Of them all, however, none are as likely to resonate among this crowd more than the declaration as “Venerable” of the figure who’s arguably the most celebrated and effective evangelist in the history of the faith on these shores, once the nation’s most-watched TV personality — the epic, great and beloved “Bishop Sheen”….
The declaration of Fulton Sheen’s heroic virtue marks the Vatican’s affirmation of a process concluded by his native diocese of Peoria in early 2008. A miraculous healing attributed to his intercession has already been presented to the Congregation for the Causes of Saints.
For original posting, Click here.
To see video of Fulton Sheen preaching,Click here.
Bishop Fulton Sheen was an excellent role model for us all. He left us with only good comments to remember him by, I hope that what he has taught will continue to be played and be known.

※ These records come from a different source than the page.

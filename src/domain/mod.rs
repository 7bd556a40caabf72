//! Domain layer - Pure business logic.

pub mod clip;
pub mod metadata;
pub mod processing;
pub mod tasks;

pub use clip::{BatchError, ClipBatch, ClipId, ClipIdError, TranscriptKind, MAX_BATCH_SIZE};
pub use processing::{BatchSummary, ClipProcessingResult, PipelineStage, ProcessingStatusSnapshot};
pub use tasks::{TaskRecord, TaskStats, TaskStatus};
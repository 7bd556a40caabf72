//! Redis adapter for multi-instance deployment.
//!
//! Provides the distributed `CacheBackend`; atomic batches run as a single
//! `MULTI`/`EXEC` round trip, so they stay atomic across service instances.

mod cache;
mod error;
mod pool;

pub use pool::RedisPool;

pub type RedisCache = RedisPool;
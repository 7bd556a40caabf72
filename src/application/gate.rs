//! Admission control: rate limit first, then signature checks.

use super::authenticator::RequestAuthenticator;
use super::limiter::{RateDecision, SlidingWindowLimiter};
use axum::http::{HeaderMap, Method};
use thiserror::Error;
use tracing::warn;

/// Identity shared by every caller that arrives without proxy headers.
pub const UNKNOWN_CLIENT: &str = "unknown";

#[derive(Debug, Clone, Copy, PartialEq, Eq, Error)]
pub enum AdmissionRejection {
    #[error("Rate limit exceeded")]
    RateLimited,
    #[error("Authentication failed")]
    Unauthenticated,
}

fn header_value<'a>(headers: &'a HeaderMap, name: &str) -> Option<&'a str> {
    headers
        .get(name)
        .and_then(|v| v.to_str().ok())
        .map(str::trim)
        .filter(|v| !v.is_empty())
}

/// Resolves the caller from proxy headers: `CF-Connecting-IP`, then the first
/// hop of `X-Forwarded-For`, then `X-Real-IP`.
pub fn client_identity(headers: &HeaderMap) -> String {
    if let Some(ip) = header_value(headers, "cf-connecting-ip") {
        return ip.to_string();
    }
    if let Some(first) = header_value(headers, "x-forwarded-for")
        .and_then(|chain| chain.split(',').next())
        .map(str::trim)
        .filter(|hop| !hop.is_empty())
    {
        return first.to_string();
    }
    if let Some(ip) = header_value(headers, "x-real-ip") {
        return ip.to_string();
    }
    UNKNOWN_CLIENT.to_string()
}

pub struct AdmissionGate {
    limiter: SlidingWindowLimiter,
    authenticator: RequestAuthenticator,
}

impl AdmissionGate {
    pub fn new(limiter: SlidingWindowLimiter, authenticator: RequestAuthenticator) -> Self {
        Self {
            limiter,
            authenticator,
        }
    }

    /// Decides on one request. The first failing check wins; a rejected
    /// request leaves no trace beyond its released limiter slot.
    pub async fn validate(
        &self,
        method: &Method,
        path: &str,
        headers: &HeaderMap,
        body: &[u8],
    ) -> Result<(), AdmissionRejection> {
        let client = client_identity(headers);

        if let RateDecision::Limited { count } = self.limiter.check(&client).await {
            warn!(client = %client, %method, path, count, "rejecting request: rate limit exceeded");
            return Err(AdmissionRejection::RateLimited);
        }

        if *method == Method::OPTIONS {
            return Ok(());
        }

        if let Err(reason) = self.authenticator.verify(method, headers, body) {
            warn!(client = %client, %method, path, reason = %reason, "rejecting request: authentication failed");
            return Err(AdmissionRejection::Unauthenticated);
        }
        Ok(())
    }
}
//! Application layer - Services composed from ports.

pub mod authenticator;
pub mod catalog;
pub mod gate;
pub mod limiter;
pub mod pipeline;
pub mod task_registry;

pub use authenticator::RequestAuthenticator;
pub use catalog::ClipCatalog;
pub use gate::AdmissionGate;
pub use limiter::SlidingWindowLimiter;
pub use pipeline::IngestionPipeline;
pub use task_registry::TaskRegistry;
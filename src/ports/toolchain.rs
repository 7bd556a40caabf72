use async_trait::async_trait;
use std::path::{Path, PathBuf};
use thiserror::Error;

use crate::domain::ClipId;

#[derive(Debug, Error)]
pub enum ToolchainError {
    #[error("{tool} timed out after {secs}s")]
    Timeout { tool: &'static str, secs: u64 },
    #[error("failed to spawn {tool}: {source}")]
    Spawn {
        tool: &'static str,
        #[source]
        source: std::io::Error,
    },
    #[error("{tool} exited with {status}: {stderr}")]
    Failed {
        tool: &'static str,
        status: String,
        stderr: String,
    },
    #[error("expected output missing: {0}")]
    OutputMissing(PathBuf),
    #[error("toolchain io error: {0}")]
    Io(#[from] std::io::Error),
}

/// External media tools: a clip fetcher plus a probe/transcode toolkit.
///
/// Every call carries its own timeout; a timeout surfaces as
/// [`ToolchainError::Timeout`] and is never retried here.
#[cfg_attr(test, mockall::automock)]
#[async_trait]
pub trait MediaToolchain: Send + Sync {
    /// Fetch the clip's source video into `dest_dir`, returning an mp4 path.
    async fn fetch_clip(&self, clip_id: &ClipId, dest_dir: &Path)
        -> Result<PathBuf, ToolchainError>;

    /// Container duration in seconds, `None` when the probe has no answer.
    async fn probe_duration(&self, media: &Path) -> Result<Option<f64>, ToolchainError>;

    /// Transcode the audio track of `src` into PCM WAV at `dst`.
    async fn extract_audio(
        &self,
        src: &Path,
        dst: &Path,
        sample_rate: u32,
        channels: u8,
    ) -> Result<(), ToolchainError>;

    /// Split `src` into `count` segments of `chunk_secs` each inside `out_dir`,
    /// returned in index order. Paths may point at files that were never
    /// written; callers validate.
    async fn split_audio(
        &self,
        src: &Path,
        out_dir: &Path,
        chunk_secs: u32,
        count: usize,
    ) -> Result<Vec<PathBuf>, ToolchainError>;

    async fn is_available(&self) -> bool;
}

If God wants him to be a saint for the church to acknowledge, I pray that it be done, if God will it, that many more miracles will come from his intercession. I don’t understand this process, I really don’t but how does one record or proof that a miracle came from his intercession? Is is a sin to pray about this? I don’t know how that process works…
I haven’t seen the film, so can’t comment on it, rllaey, but the bit about its conception as a thematic dialogue with Decalogue 1 rllaey intrigues me.Kieslowski, of course, is deeply ambivalent about the “theme” himself. But, I don’t think it’s right to interpret Kieslowski’s take as even slightly didactic.That is to say, Decalogue 1 is a “thematic dialogue” on its own, like the rest of Decalogue and the Trois Couleurs trilogy.